[DATA EXTRACT]:
- - -

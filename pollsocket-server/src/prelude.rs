//! Prelude module with common imports
//!
//! This module re-exports the most commonly used types from the
//! pollsocket-server crate for ergonomic imports.

// Server types
pub use crate::agent::{Agent, CloseReason, ConnectionState};
pub use crate::config::ServerConfig;
pub use crate::error::{ServerError, ServerResult};
pub use crate::events::Event;
pub use crate::server::{Server, ServerBuilder, ServerState};
pub use crate::shutdown::ShutdownToken;

// Re-export core types
pub use pollsocket_core::prelude::*;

- - -

[REQUIREMENT]:
The word is "imports". Copy every line above where it appears.

[EXPECTED ANSWER]:
//! Prelude module with common imports
//! pollsocket-server crate for ergonomic imports.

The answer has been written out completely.